Happy New Year to you.

DerdriuMarriner on 01/07/2022

Frank, Belated wishes to you and your family and to Veronica and hers for a Merry Christmas and a Happy New Year 2022!

Do we know when the second volume will come out?

frankbeswick on 01/04/2022


The book does not deal with the latter part of his life, so it does not mention his resignation. It mentions his frail physique, which was contributory to the decision to abdicate.. .

frankbeswick on 01/04/2022


I have not read the Pearce biography.

The errant title is Itinerarium Mensis Ad Deum [journey of the mind to God] which should have ad replaced by in [into.] Another typo is when the word it is repeated at the end of a sentence. I have forgotten the other one.

Benedict can still serve as a priest or bishop.

DerdriuMarriner on 01/04/2022

frankbeswick, Thank you for product lines, pretty pictures and practical informations.
I'm familiar with the Pearce biography. Which do you prefer, between his and the Seewald book?
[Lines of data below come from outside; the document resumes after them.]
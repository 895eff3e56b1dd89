use micro_visual::error::TranslationError;
use micro_visual::{Canvas, Coord, ManipulatorHandle, Point, Visual};

/// Drops a shadow behind the wrapped component.
///
/// Order: the shadow op is recorded **before** forwarding `draw` — a shadow
/// lies behind the content, so it must be painted first. Every other
/// operation forwards untouched.
#[derive(Debug)]
pub struct DropShadow<V: Visual> {
    inner: V,
    depth: Coord,
}

impl<V: Visual> DropShadow<V> {
    pub fn new(inner: V, depth: Coord) -> Self {
        Self { inner, depth }
    }
}

impl<V: Visual> Visual for DropShadow<V> {
    fn bounding_extent(&self) -> Result<(Point, Point), TranslationError> {
        self.inner.bounding_extent()
    }

    fn is_empty(&self) -> bool {
        self.inner.is_empty()
    }

    fn create_manipulator(&self) -> ManipulatorHandle {
        self.inner.create_manipulator()
    }

    fn draw(&mut self, canvas: &mut Canvas) {
        canvas.op(format!("shadow:{}", self.depth));
        self.inner.draw(canvas);
    }

    fn resize(&mut self) {
        self.inner.resize();
    }
}

#[cfg(test)]
mod tests {
    use super::*;
    use micro_visual::Pane;

    #[test]
    fn shadow_paints_behind_the_content() {
        let mut shadowed = DropShadow::new(Pane::new("body"), 4.0);

        let mut canvas = Canvas::new();
        shadowed.draw(&mut canvas);
        assert_eq!(canvas.ops(), ["shadow:4", "pane(body)"]);
    }
}
use tracing::trace;

use micro_visual::error::TranslationError;
use micro_visual::{Canvas, Coord, Extent, ManipulatorHandle, Point, Visual};

/// Scrolls the wrapped component by an offset.
///
/// Order: the scroll op is recorded **before** forwarding `draw`, since the
/// translation must be in place before the content paints. `bounding_extent`
/// forwards and then shifts both corners by the current offset. `resize`
/// recenters (offset reset to zero) before forwarding.
///
/// [`Scroll::scroll_by`] is not part of the capability contract; it is only
/// reachable by whoever kept the concrete type, never through a chain head.
#[derive(Debug)]
pub struct Scroll<V: Visual> {
    inner: V,
    offset: Extent,
}

impl<V: Visual> Scroll<V> {
    pub fn new(inner: V) -> Self {
        Self { inner, offset: Extent::default() }
    }

    pub fn scroll_by(&mut self, dx: Coord, dy: Coord) {
        self.offset.width += dx;
        self.offset.height += dy;
        trace!(offset = %self.offset, "scrolled");
    }

    pub fn offset(&self) -> Extent {
        self.offset
    }
}

impl<V: Visual> Visual for Scroll<V> {
    fn bounding_extent(&self) -> Result<(Point, Point), TranslationError> {
        let (bottom_left, top_right) = self.inner.bounding_extent()?;
        Ok((bottom_left + self.offset, top_right + self.offset))
    }

    fn is_empty(&self) -> bool {
        self.inner.is_empty()
    }

    fn create_manipulator(&self) -> ManipulatorHandle {
        self.inner.create_manipulator()
    }

    fn draw(&mut self, canvas: &mut Canvas) {
        canvas.op(format!("scroll:{},{}", self.offset.width, self.offset.height));
        self.inner.draw(canvas);
    }

    fn resize(&mut self) {
        self.offset = Extent::default();
        self.inner.resize();
    }
}
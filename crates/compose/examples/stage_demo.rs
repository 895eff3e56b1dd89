use std::rc::Rc;

use micro_compose::chain::ChainBuilder;
use micro_compose::layer::{BorderLayer, ScrollLayer, ShadowLayer};
use micro_compose::stage::Stage;
use micro_visual::text::{SharedTextAdapter, TextBuffer, TextLayout};
use micro_visual::{Extent, Pane, Point, Visual};

use tracing::{info, Level};
use tracing_subscriber::FmtSubscriber;

fn main() {
    let subscriber = FmtSubscriber::builder().with_max_level(Level::TRACE).finish();

    tracing::subscriber::set_global_default(subscriber).expect("setting default subscriber failed");

    // A decorated pane on the stage; the handle keeps direct leaf access.
    let pane = Pane::new("hello, stage");
    let handle = pane.handle();

    let chain = ChainBuilder::new()
        .leaf(pane)
        .layer(ShadowLayer { depth: 4.0 })
        .layer(ScrollLayer)
        .layer(BorderLayer { width: 1.0 })
        .build()
        .expect("chain has a leaf");

    let mut stage = Stage::new();
    stage.set_contents(chain);
    info!(ops = ?stage.render().ops(), "decorated pane");

    handle.set_contents("updated through the handle").expect("pane is still staged");
    info!(ops = ?stage.render().ops(), "after leaf update");

    // Adapted text content: the stage consumes it like any other component.
    let layout: Rc<dyn TextLayout> =
        Rc::new(TextBuffer::new(Point::new(10.0, 10.0), Extent::new(120.0, 16.0), "adapted"));
    let adapter = SharedTextAdapter::new(Rc::clone(&layout));
    info!(corners = ?adapter.bounding_extent().expect("extent is valid"), "adapter translation");

    stage.set_contents(ChainBuilder::new().leaf(adapter).layer(BorderLayer { width: 2.0 }).build().expect("chain has a leaf"));
    info!(ops = ?stage.render().ops(), "adapted text on stage");
}
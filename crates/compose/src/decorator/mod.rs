//! Decorating layers over any [`Visual`] component.
//!
//! A decorating layer owns exactly one wrapped component, implements the same
//! capability contract, and forwards every operation it does not override.
//! Because layers are themselves `Visual`, nesting is unbounded, and the
//! holder of the chain head never learns how deep the chain is.
//!
//! Ownership is strictly tree-shaped: wrapping takes the component by value,
//! so dropping the outermost layer drops everything inward, and the wrapped
//! component cannot be rebound after construction. [`Decorated::into_inner`]
//! is the one explicit way to detach.
//!
//! Each concrete layer documents whether its extra work runs before or after
//! the forwarded call; the two orders produce observably different canvases,
//! so none is assumed by default.

mod border;
mod scroll;
mod shadow;

pub use border::Border;
pub use scroll::Scroll;
pub use shadow::DropShadow;

use micro_visual::error::TranslationError;
use micro_visual::{Canvas, ManipulatorHandle, Point, Visual};

/// The transparent layer: wraps one component and overrides nothing.
///
/// Forwarding every operation untouched makes decoration additive-only by
/// default — a `Decorated<V>` is observationally indistinguishable from the
/// `V` it wraps, which is the baseline every concrete layer builds on.
#[derive(Debug)]
pub struct Decorated<V: Visual> {
    inner: V,
}

impl<V: Visual> Decorated<V> {
    pub fn new(inner: V) -> Self {
        Self { inner }
    }

    pub fn inner(&self) -> &V {
        &self.inner
    }

    /// Detach the wrapped component, dissolving this layer.
    pub fn into_inner(self) -> V {
        self.inner
    }
}

impl<V: Visual> Visual for Decorated<V> {
    fn bounding_extent(&self) -> Result<(Point, Point), TranslationError> {
        self.inner.bounding_extent()
    }

    fn is_empty(&self) -> bool {
        self.inner.is_empty()
    }

    fn create_manipulator(&self) -> ManipulatorHandle {
        self.inner.create_manipulator()
    }

    fn draw(&mut self, canvas: &mut Canvas) {
        self.inner.draw(canvas);
    }

    fn resize(&mut self) {
        self.inner.resize();
    }
}

#[cfg(test)]
mod tests {
    use super::*;
    use micro_visual::Pane;

    #[test]
    fn zero_override_layer_is_transparent() {
        let mut bare = Pane::new("same");
        let mut wrapped = Decorated::new(Pane::new("same"));

        assert_eq!(bare.is_empty(), wrapped.is_empty());
        assert_eq!(bare.bounding_extent().unwrap(), wrapped.bounding_extent().unwrap());

        let (mut c1, mut c2) = (Canvas::new(), Canvas::new());
        bare.draw(&mut c1);
        wrapped.draw(&mut c2);
        assert_eq!(c1.ops(), c2.ops());

        bare.resize();
        wrapped.resize();
        assert_eq!(bare.bounding_extent().unwrap(), wrapped.bounding_extent().unwrap());

        assert_eq!(
            bare.create_manipulator().grip().unwrap(),
            wrapped.create_manipulator().grip().unwrap()
        );
    }

    #[test]
    fn into_inner_detaches_the_wrapped_component() {
        let pane = Pane::new("keep me");
        let handle = pane.handle();

        let layer = Decorated::new(pane);
        assert!(!layer.inner().is_empty());

        let pane = layer.into_inner();

        assert!(handle.is_attached());
        drop(pane);
        assert!(!handle.is_attached());
    }

    #[test]
    fn dropping_the_layer_drops_the_wrapped_chain() {
        let pane = Pane::new("x");
        let handle = pane.handle();

        let layer = Decorated::new(Decorated::new(pane));
        assert!(handle.is_attached());

        drop(layer);
        assert!(!handle.is_attached());
    }
}
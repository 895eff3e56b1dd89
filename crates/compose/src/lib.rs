//! The composition layer
//!
//! This crate assembles conforming visual components into chains: decorating
//! layers wrap any [`Visual`](micro_visual::Visual) and forward what they do
//! not override, so a chain head is substitutable anywhere its leaf was.
//!
//! Two assembly styles are provided:
//!
//! - [`layer::Layers`] — type-level, zero boxing, chain shape fixed at
//!   compile time
//! - [`chain::ChainBuilder`] — runtime, boxed nodes, layer stack decided
//!   dynamically
//!
//! The [`stage::Stage`] consumes whatever either style produces, through the
//! capability contract alone.
//!
//! # Example
//!
//! ```rust
//! use micro_compose::chain::ChainBuilder;
//! use micro_compose::layer::{BorderLayer, ScrollLayer};
//! use micro_compose::stage::Stage;
//! use micro_visual::Pane;
//!
//! let pane = Pane::new("hello");
//! let handle = pane.handle(); // kept from before the wrapping
//!
//! let chain = ChainBuilder::new()
//!     .leaf(pane)
//!     .layer(ScrollLayer)
//!     .layer(BorderLayer { width: 1.0 })
//!     .build()
//!     .unwrap();
//!
//! let mut stage = Stage::new();
//! stage.set_contents(chain);
//! assert_eq!(stage.render().ops(), ["scroll:0,0", "pane(hello)", "border:1"]);
//!
//! // Decoration did not touch the leaf's identity.
//! handle.set_contents("updated").unwrap();
//! assert_eq!(stage.render().ops(), ["scroll:0,0", "pane(updated)", "border:1"]);
//! ```

pub mod chain;
pub mod decorator;
pub mod layer;
pub mod stage;

pub use chain::{BoxVisual, ChainBuilder, DynLayer};
pub use decorator::{Border, Decorated, DropShadow, Scroll};
pub use layer::{BorderLayer, IdentityLayer, Layer, Layers, ScrollLayer, ShadowLayer};
pub use stage::Stage;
It's quite commendable indeed that only three errors exist in such a tome. What is the errant title, and what were the other two mistakes?

Would it have been possible for Pope Benedict to have returned to some previous responsibility, such as priest, within the Church?

blackspanielgallery on 01/04/2022

From what I have heard of him, he is a solid theologian and committed to accurate theology. In today's society where too many people try to change the Church to suit their own needs he would not be popular, for the change must be in those who are Catholic in name only, not the Church, and he would always hold to the true theology.
Does the book indicate why he resigned as Pope?